Abstract

The last two decades or so have witnessed intense efforts to improve the teaching and learning of physics. Scholarly studies have provided the grounding for many projects which reform the structure of introductory courses. A number of these innovations, however, are resource intensive, or depend on the ability to introduce changes in areas which are beyond the control of the faculty (e.g., scheduling), thus inhibiting their implementation. An alternative strategy that overcomes these obstacles is to modify the nature of the laboratory experience (a component that practically nobody disputes is an essential part of the introductory course), to provide hands-on learning opportunities that differ from the traditional “follow-this-recipe-to-verify-this-law” approach. I have chosen to implement a variety of activities that support the overall objectives of the course: developing conceptual understanding and transferable skills, and providing practice in the ways scientists actually do science.
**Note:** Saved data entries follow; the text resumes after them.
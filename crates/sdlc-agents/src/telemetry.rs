//! Logging setup for the pipeline binary.

/// Initialize the global tracing subscriber.
///
/// `RUST_LOG` overrides the default `info` filter.
pub fn init() {
    tracing_subscriber::fmt()
        .with_env_filter(
            tracing_subscriber::EnvFilter::try_from_default_env()
                .unwrap_or_else(|_| "info".into()),
        )
        .init();
}
//! Speaker selection: which actor takes the floor after each message.
//!
//! Consulted by the exchange driver after every turn. Delegates to the
//! workflow machine's phase-to-actor mapping, with two overrides: terminal
//! phases end the exchange, and the reviewer always holds the floor while
//! stories are under review.

use tracing::{debug, warn};

use crate::agents::Actor;
use crate::state_machine::{Phase, WorkflowMachine};

/// Pick the next speaker, or `None` to end the exchange.
pub fn select_next_speaker(
    last_actor: Option<Actor>,
    machine: &WorkflowMachine,
) -> Option<Actor> {
    let phase = machine.phase();

    if phase.is_terminal() {
        debug!(%phase, "terminal phase, ending exchange");
        return None;
    }

    // The reviewer must always be given the floor while stories are being
    // displayed or awaiting a verdict, regardless of who spoke last.
    if matches!(phase, Phase::DisplayingStories | Phase::WaitingApproval) {
        return Some(Actor::Reviewer);
    }

    let next = machine.current_actor()?;

    // Pairwise hand-off guard. The phase mapping and the allowed-successor
    // table normally agree; a mismatch means the phase and the actor history
    // have drifted apart, so halt rather than produce an illegal hand-off.
    // CreatingTickets is exempt: the ticket creator must run once approval
    // has been granted.
    if let Some(last) = last_actor {
        if phase != Phase::CreatingTickets && !last.allowed_successors().contains(&next) {
            warn!(
                %phase,
                last = %last,
                next = %next,
                "hand-off not in allowed-transition table, halting exchange"
            );
            return None;
        }
    }

    Some(next)
}

#[cfg(test)]
mod tests {
    use super::*;

    const STORY_PAYLOAD: &str = r#"[{"summary":"a","description":"b"}]"#;

    fn machine_at(phase: Phase) -> WorkflowMachine {
        let mut m = WorkflowMachine::new("req.txt");
        if phase == Phase::Initial {
            return m;
        }
        m.start_processing().unwrap();
        if phase == Phase::Failed {
            m.fail("induced failure");
        }
        if matches!(
            phase,
            Phase::DisplayingStories
                | Phase::WaitingApproval
                | Phase::CreatingTickets
                | Phase::Completed
        ) {
            m.on_message(STORY_PAYLOAD, Actor::Analyst);
        }
        if matches!(
            phase,
            Phase::WaitingApproval | Phase::CreatingTickets | Phase::Completed
        ) {
            m.on_message("stories displayed", Actor::Reviewer);
        }
        if matches!(phase, Phase::CreatingTickets | Phase::Completed) {
            m.on_message("create these tickets: go", Actor::Reviewer);
        }
        if phase == Phase::Completed {
            m.on_message(r#"["SDLC-1"]"#, Actor::TicketCreator);
        }
        assert_eq!(m.phase(), phase);
        m
    }

    #[test]
    fn test_terminal_phases_end_exchange() {
        assert_eq!(
            select_next_speaker(Some(Actor::TicketCreator), &machine_at(Phase::Completed)),
            None
        );
        assert_eq!(
            select_next_speaker(Some(Actor::Analyst), &machine_at(Phase::Failed)),
            None
        );
    }

    #[test]
    fn test_reviewer_forced_while_displaying() {
        let m = machine_at(Phase::DisplayingStories);
        assert_eq!(
            select_next_speaker(Some(Actor::Analyst), &m),
            Some(Actor::Reviewer)
        );
        assert_eq!(select_next_speaker(None, &m), Some(Actor::Reviewer));
    }

    #[test]
    fn test_reviewer_forced_while_waiting_approval() {
        // The phase override beats the pairwise table: even though the table
        // would permit Reviewer → TicketCreator, the reviewer keeps the floor.
        let m = machine_at(Phase::WaitingApproval);
        assert_eq!(
            select_next_speaker(Some(Actor::Reviewer), &m),
            Some(Actor::Reviewer)
        );
    }

    #[test]
    fn test_initial_phase_has_no_speaker() {
        assert_eq!(select_next_speaker(None, &machine_at(Phase::Initial)), None);
    }

    #[test]
    fn test_first_turn_goes_to_analyst() {
        let m = machine_at(Phase::ProcessingRequirements);
        assert_eq!(select_next_speaker(None, &m), Some(Actor::Analyst));
    }

    #[test]
    fn test_desync_halts_exchange() {
        // Analyst spoke but the phase still points at Analyst; the pairwise
        // table (Analyst → Reviewer only) refuses the self hand-off.
        let m = machine_at(Phase::ProcessingRequirements);
        assert_eq!(select_next_speaker(Some(Actor::Analyst), &m), None);
    }

    #[test]
    fn test_creating_tickets_allows_reviewer_hand_off() {
        let m = machine_at(Phase::CreatingTickets);
        assert_eq!(
            select_next_speaker(Some(Actor::Reviewer), &m),
            Some(Actor::TicketCreator)
        );
    }

    #[test]
    fn test_creating_tickets_is_exempt_from_pairwise_guard() {
        // Even a desynced history must not block ticket creation once
        // approval was granted.
        let m = machine_at(Phase::CreatingTickets);
        assert_eq!(
            select_next_speaker(Some(Actor::Analyst), &m),
            Some(Actor::TicketCreator)
        );
    }
}
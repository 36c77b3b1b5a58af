//! Coder role: render approved stories into a skeleton source file.
//!
//! Not scheduled by the workflow machine; the driver invokes it as an
//! optional step after a run completes.

use tracing::{info, warn};

use crate::stories::Story;
use crate::tools::storage::StorageShim;
use crate::tools::ToolError;

use super::TurnContext;

pub async fn take_turn(ctx: &TurnContext<'_>) -> Result<String, ToolError> {
    let Some(stories) = ctx.machine.stories() else {
        warn!("scheduled with no stories to scaffold");
        return Ok("error: no stories to scaffold".to_string());
    };
    let path = write_skeleton(ctx.storage, ctx.machine.input_path(), stories).await?;
    Ok(format!("code skeleton written to {path}"))
}

/// Write the skeleton for a story collection and return its path.
pub async fn write_skeleton(
    storage: &dyn StorageShim,
    input_path: &str,
    stories: &[Story],
) -> Result<String, ToolError> {
    let path = code_output_path(input_path);
    storage.write(&path, &render_skeleton(stories)).await?;
    info!(count = stories.len(), path = %path, "code skeleton written");
    Ok(path)
}

/// Render one stub function per story, with the story text as docstring.
pub fn render_skeleton(stories: &[Story]) -> String {
    let mut out = String::from("\"\"\"Generated skeleton: one stub per approved story.\"\"\"\n");
    for (i, story) in stories.iter().enumerate() {
        let name = slugify(&story.summary);
        out.push_str(&format!(
            "\n\ndef {name}():\n    \"\"\"{}\n\n    {}\n    \"\"\"\n    raise NotImplementedError(\"story {}\")\n",
            story.summary,
            story.description.lines().next().unwrap_or_default(),
            i + 1,
        ));
    }
    out
}

/// Derive the skeleton path: `code_<input-stem>.py`, alongside the input.
pub fn code_output_path(input_path: &str) -> String {
    let (dir, name) = match input_path.rsplit_once('/') {
        Some((dir, name)) => (Some(dir), name),
        None => (None, input_path),
    };
    let stem = name.rsplit_once('.').map_or(name, |(stem, _)| stem);
    match dir {
        Some(dir) => format!("{dir}/code_{stem}.py"),
        None => format!("code_{stem}.py"),
    }
}

/// Lowercased identifier from a story summary.
fn slugify(summary: &str) -> String {
    let mut slug: String = summary
        .to_lowercase()
        .chars()
        .map(|c| if c.is_ascii_alphanumeric() { c } else { '_' })
        .collect();
    while slug.contains("__") {
        slug = slug.replace("__", "_");
    }
    let slug = slug.trim_matches('_');
    if slug.is_empty() || slug.starts_with(|c: char| c.is_ascii_digit()) {
        format!("story_{slug}")
    } else {
        slug.to_string()
    }
}

#[cfg(test)]
mod tests {
    use super::*;

    #[test]
    fn test_code_output_path() {
        assert_eq!(code_output_path("upload_1.txt"), "code_upload_1.py");
        assert_eq!(code_output_path("input/req.txt"), "input/code_req.py");
        assert_eq!(code_output_path("noext"), "code_noext.py");
    }

    #[test]
    fn test_slugify() {
        assert_eq!(slugify("User login"), "user_login");
        assert_eq!(slugify("As a user, I want to log in"), "as_a_user_i_want_to_log_in");
        assert_eq!(slugify("2FA support"), "story_2fa_support");
    }

    #[test]
    fn test_render_skeleton_contains_stubs() {
        let stories = vec![
            Story::simple("User login"),
            Story::simple("Password reset"),
        ];
        let skeleton = render_skeleton(&stories);
        assert!(skeleton.contains("def user_login():"));
        assert!(skeleton.contains("def password_reset():"));
        assert!(skeleton.contains("Requirement: User login"));
        assert!(skeleton.contains("raise NotImplementedError"));
    }
}
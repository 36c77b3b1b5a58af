//! Exchange driver: run one requirements document through the agent
//! pipeline.
//!
//! Drives a single cooperative loop: select the next speaker, let the role
//! take its turn, feed the emitted message back into the workflow machine,
//! until a terminal phase, a scheduling halt, or the round limit. A
//! rate-limited upstream aborts the run, and the driver retries the whole
//! run a bounded number of times with a fixed backoff.

use std::sync::Arc;

use anyhow::{bail, Context, Result};
use tracing::{debug, error, info, warn};

use crate::agents::{self, Actor, TurnContext};
use crate::approval::ApprovalGate;
use crate::config::PipelineConfig;
use crate::selection::select_next_speaker;
use crate::state_machine::{Phase, TransitionRecord, WorkflowMachine};
use crate::stories::Story;
use crate::tools::jira::TicketSink;
use crate::tools::storage::StorageShim;
use crate::tools::ToolError;

/// One message in the shared exchange history.
#[derive(Debug, Clone)]
pub struct ChatMessage {
    pub actor: Actor,
    pub content: String,
}

/// Final snapshot of a run.
#[derive(Debug)]
pub struct RunOutcome {
    pub phase: Phase,
    pub stories: Vec<Story>,
    pub issue_keys: Vec<String>,
    pub error_message: Option<String>,
    pub rounds: u32,
    pub history: Vec<ChatMessage>,
    pub transitions: Vec<TransitionRecord>,
}

impl RunOutcome {
    pub fn succeeded(&self) -> bool {
        self.phase == Phase::Completed
    }
}

pub struct Orchestrator {
    config: PipelineConfig,
    storage: Arc<dyn StorageShim>,
    sink: Arc<dyn TicketSink>,
    gate: Arc<ApprovalGate>,
}

impl Orchestrator {
    pub fn new(
        config: PipelineConfig,
        storage: Arc<dyn StorageShim>,
        sink: Arc<dyn TicketSink>,
        gate: Arc<ApprovalGate>,
    ) -> Self {
        Self {
            config,
            storage,
            sink,
            gate,
        }
    }

    pub fn gate(&self) -> &Arc<ApprovalGate> {
        &self.gate
    }

    /// Run one input document through the pipeline.
    ///
    /// Rate-limited runs are retried from scratch up to
    /// `config.max_attempts` times with `config.retry_backoff` between
    /// attempts, then surface a terminal exhaustion error.
    pub async fn run(&self, input_path: &str) -> Result<RunOutcome> {
        let mut attempt = 1;
        loop {
            match self.drive(input_path).await {
                Ok(outcome) => return Ok(outcome),
                Err(e) if rate_limited(&e) => {
                    if attempt >= self.config.max_attempts {
                        bail!("API quota limit exceeded after {attempt} attempts");
                    }
                    warn!(
                        attempt,
                        max_attempts = self.config.max_attempts,
                        backoff_secs = self.config.retry_backoff.as_secs(),
                        error = %e,
                        "rate limited, retrying run"
                    );
                    tokio::time::sleep(self.config.retry_backoff).await;
                    attempt += 1;
                }
                Err(e) => return Err(e),
            }
        }
    }

    /// One attempt: drive the exchange until a terminal phase or a halt.
    async fn drive(&self, input_path: &str) -> Result<RunOutcome> {
        let mut machine = WorkflowMachine::new(input_path);
        machine.start_processing().context("starting run")?;
        info!(input = input_path, "run started");

        let mut history: Vec<ChatMessage> = Vec::new();
        let mut last_actor: Option<Actor> = None;
        let mut rounds = 0u32;

        while rounds < self.config.max_rounds {
            let Some(actor) = select_next_speaker(last_actor, &machine) else {
                break;
            };
            rounds += 1;
            machine.set_round(rounds);

            let turn = {
                let ctx = TurnContext {
                    storage: self.storage.as_ref(),
                    sink: self.sink.as_ref(),
                    gate: self.gate.as_ref(),
                    machine: &machine,
                    config: &self.config,
                };
                agents::take_turn(actor, &ctx).await
            };

            match turn {
                Ok(text) => {
                    debug!(round = rounds, actor = %actor, len = text.len(), "turn produced message");
                    machine.on_message(&text, actor);
                    history.push(ChatMessage {
                        actor,
                        content: text,
                    });
                    last_actor = Some(actor);
                }
                Err(e) if e.is_rate_limited() => return Err(e.into()),
                Err(e) => {
                    // Upstream failure: capture it into the run instead of
                    // escaping the exchange.
                    error!(actor = %actor, error = %e, "turn failed");
                    machine.fail(&e.to_string());
                }
            }
        }

        if !machine.is_terminal() {
            if rounds >= self.config.max_rounds {
                machine.fail(&format!("round limit ({}) reached", self.config.max_rounds));
            } else {
                warn!(phase = %machine.phase(), "exchange halted before a terminal phase");
            }
        }

        info!(phase = %machine.phase(), rounds, history = %machine.summary(), "run finished");

        Ok(RunOutcome {
            phase: machine.phase(),
            stories: machine.stories().map(<[Story]>::to_vec).unwrap_or_default(),
            issue_keys: machine
                .issue_keys()
                .map(<[String]>::to_vec)
                .unwrap_or_default(),
            error_message: machine.error_message().map(str::to_string),
            rounds,
            history,
            transitions: machine.transitions().to_vec(),
        })
    }
}

fn rate_limited(err: &anyhow::Error) -> bool {
    err.downcast_ref::<ToolError>()
        .is_some_and(ToolError::is_rate_limited)
}
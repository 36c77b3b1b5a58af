//! Human approval gate: published stories plus a single-slot decision
//! signal.
//!
//! The reviewer publishes the drafted stories here and then awaits one
//! verdict. The decision slot is a watch channel rather than a poll-and-
//! sleep loop, so the reviewer wakes as soon as the human acts, and the
//! slot is cleared on consumption so a stale verdict cannot leak into a
//! later review round.
//!
//! The gate never drives the workflow itself: the machine only ever
//! observes the messages the reviewer emits after consulting it.

use tokio::sync::{watch, Mutex};
use tracing::info;

use crate::stories::Story;

/// The human verdict on a published story collection.
#[derive(Debug, Clone, Copy, PartialEq, Eq)]
pub enum Decision {
    Approve,
    Revise,
}

#[derive(Debug, thiserror::Error)]
pub enum GateError {
    #[error("cannot approve: no non-empty story collection is visible")]
    NothingToApprove,
}

pub struct ApprovalGate {
    stories_tx: watch::Sender<Vec<Story>>,
    decision_tx: watch::Sender<Option<Decision>>,
    decision_rx: Mutex<watch::Receiver<Option<Decision>>>,
}

impl ApprovalGate {
    pub fn new() -> Self {
        let (stories_tx, _) = watch::channel(Vec::new());
        let (decision_tx, decision_rx) = watch::channel(None);
        Self {
            stories_tx,
            decision_tx,
            decision_rx: Mutex::new(decision_rx),
        }
    }

    /// Publish the current story collection for human review.
    ///
    /// Replaces whatever was visible before; notifies all subscribers even
    /// when the content is unchanged (a revise round may republish the same
    /// draft).
    pub fn publish(&self, stories: &[Story]) {
        info!(count = stories.len(), "stories published for review");
        self.stories_tx.send_replace(stories.to_vec());
    }

    /// Snapshot of the stories currently visible to the human.
    pub fn pending_stories(&self) -> Vec<Story> {
        self.stories_tx.borrow().clone()
    }

    /// Subscribe to story publications (UI/driver side).
    pub fn subscribe_stories(&self) -> watch::Receiver<Vec<Story>> {
        self.stories_tx.subscribe()
    }

    /// Record human approval.
    ///
    /// Refused unless a non-empty story collection has been published; an
    /// empty review panel must never authorize ticket creation.
    pub fn approve(&self) -> Result<(), GateError> {
        if self.stories_tx.borrow().is_empty() {
            return Err(GateError::NothingToApprove);
        }
        info!("stories approved");
        self.decision_tx.send_replace(Some(Decision::Approve));
        Ok(())
    }

    /// Record a revision request.
    pub fn request_revision(&self) {
        info!("revision requested");
        self.decision_tx.send_replace(Some(Decision::Revise));
    }

    /// Wait for the next human decision and consume it.
    pub async fn wait_decision(&self) -> Decision {
        let mut rx = self.decision_rx.lock().await;
        let decision = loop {
            if let Some(d) = *rx.borrow_and_update() {
                break d;
            }
            // The sender lives in `self`, so the channel cannot close while
            // this borrow exists.
            rx.changed().await.expect("decision sender dropped");
        };
        self.decision_tx.send_replace(None);
        decision
    }
}

impl Default for ApprovalGate {
    fn default() -> Self {
        Self::new()
    }
}
//! ---
//! ms2m_section: "05-node-agent"
//! ms2m_subsection: "binary"
//! ms2m_type: "source"
//! ms2m_scope: "code"
//! ms2m_description: "Binary entrypoint for the node receiving agent."
//! ms2m_version: "v0.0.0-prealpha"
//! ms2m_owner: "tbd"
//! ---
use std::net::{IpAddr, Ipv4Addr, SocketAddr};
use std::path::PathBuf;
use std::sync::Arc;

use anyhow::{Context, Result};
use clap::builder::FalseyValueParser;
use clap::{ArgAction, Parser, Subcommand};
use ms2m_common::{init_console_tracing, LogFormat};
use ms2m_metrics::{new_registry, spawn_http_server, AgentMetrics};
use ms2m_node::{AgentServerBuilder, ImageLoader, NodeLoader, SkipLoader, SkopeoLoader};
use tracing::{info, warn};

#[derive(Debug, Parser)]
#[command(author, version, about = "MS2M node agent", long_about = None)]
struct Cli {
    #[arg(long, env = "STORAGE_DIR", default_value = "/var/lib/ms2m/incoming")]
    storage_dir: PathBuf,

    #[arg(long, env = "PORT", default_value_t = 9443)]
    port: u16,

    #[arg(long, env = "LISTEN_ADDR", default_value_t = IpAddr::V4(Ipv4Addr::UNSPECIFIED))]
    listen_addr: IpAddr,

    #[arg(
        long,
        env = "SKIP_LOAD",
        action = ArgAction::SetTrue,
        value_parser = FalseyValueParser::new(),
        help = "Build images but do not load them into container storage"
    )]
    skip_load: bool,

    #[arg(long, env = "MAX_UPLOAD_BYTES", help = "Reject uploads larger than this")]
    max_upload_bytes: Option<usize>,

    #[arg(long, env = "METRICS_LISTEN", help = "Serve Prometheus metrics on this address")]
    metrics_listen: Option<SocketAddr>,

    #[arg(long, env = "SKOPEO_BIN", default_value = "skopeo")]
    skopeo: PathBuf,

    #[arg(long, env = "LOG_FORMAT", default_value = "json")]
    log_format: LogFormat,

    #[command(subcommand)]
    command: Option<Command>,
}

#[derive(Debug, Subcommand)]
enum Command {
    #[command(about = "Receive uploads over HTTP (default)")]
    Serve,
    #[command(about = "Build and load an archive already present on this node")]
    LocalLoad {
        tar: PathBuf,
        container: String,
        tag: String,
    },
}

#[tokio::main]
async fn main() -> Result<()> {
    let cli = Cli::parse();
    init_console_tracing(cli.log_format);

    let image_loader: Arc<dyn ImageLoader> = if cli.skip_load {
        warn!("SKIP_LOAD set; images will not reach container storage");
        Arc::new(SkipLoader)
    } else {
        Arc::new(SkopeoLoader::with_binary(cli.skopeo.clone()))
    };

    match cli.command.unwrap_or(Command::Serve) {
        Command::LocalLoad {
            tar,
            container,
            tag,
        } => {
            let node = NodeLoader::new(cli.storage_dir.clone(), image_loader);
            let report = node
                .local_load(&tar, &container, &tag)
                .await
                .with_context(|| format!("loading {}", tar.display()))?;
            info!(
                image = %report.image_tag,
                bytes = report.archive_bytes,
                digest = %report.layer_digest,
                build_ms = report.build_time.as_millis() as u64,
                load_ms = report.load_time.as_millis() as u64,
                "local load complete"
            );
            Ok(())
        }
        Command::Serve => {
            tokio::fs::create_dir_all(&cli.storage_dir)
                .await
                .with_context(|| format!("creating {}", cli.storage_dir.display()))?;
            let node = NodeLoader::new(cli.storage_dir.clone(), image_loader);

            let registry = new_registry();
            let mut builder =
                AgentServerBuilder::new(SocketAddr::new(cli.listen_addr, cli.port), node)
                    .with_metrics(AgentMetrics::new(registry.clone())?);
            if let Some(limit) = cli.max_upload_bytes {
                builder = builder.with_max_upload_bytes(limit);
            }
            let metrics_server = match cli.metrics_listen {
                Some(addr) => Some(spawn_http_server(registry, addr)?),
                None => None,
            };
            let agent = builder.spawn().await?;
            info!(address = %agent.local_addr(), "agent ready");

            tokio::signal::ctrl_c().await?;
            info!("ctrl-c received; shutting down");
            agent.shutdown().await?;
            if let Some(server) = metrics_server {
                server.shutdown().await?;
            }
            Ok(())
        }
    }
}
Given the audience in this two-semester, algebra-based course, mostly biology majors and pre-professionals (health-related careers, such as medicine, physical therapy, and veterinary), these goals were identified as the most important and lasting contribution that a physics course can make to the students intellectual development. I offer here examples of the types of hands on activities that I have implemented, organized for the sake of this presentation in four rather loose categories, depending on which subset of the course objectives the activities mostly address: self-designed lab activities, discussion of demo-type activities, building concepts from simple to complex, and out-of-lab physical phenomena.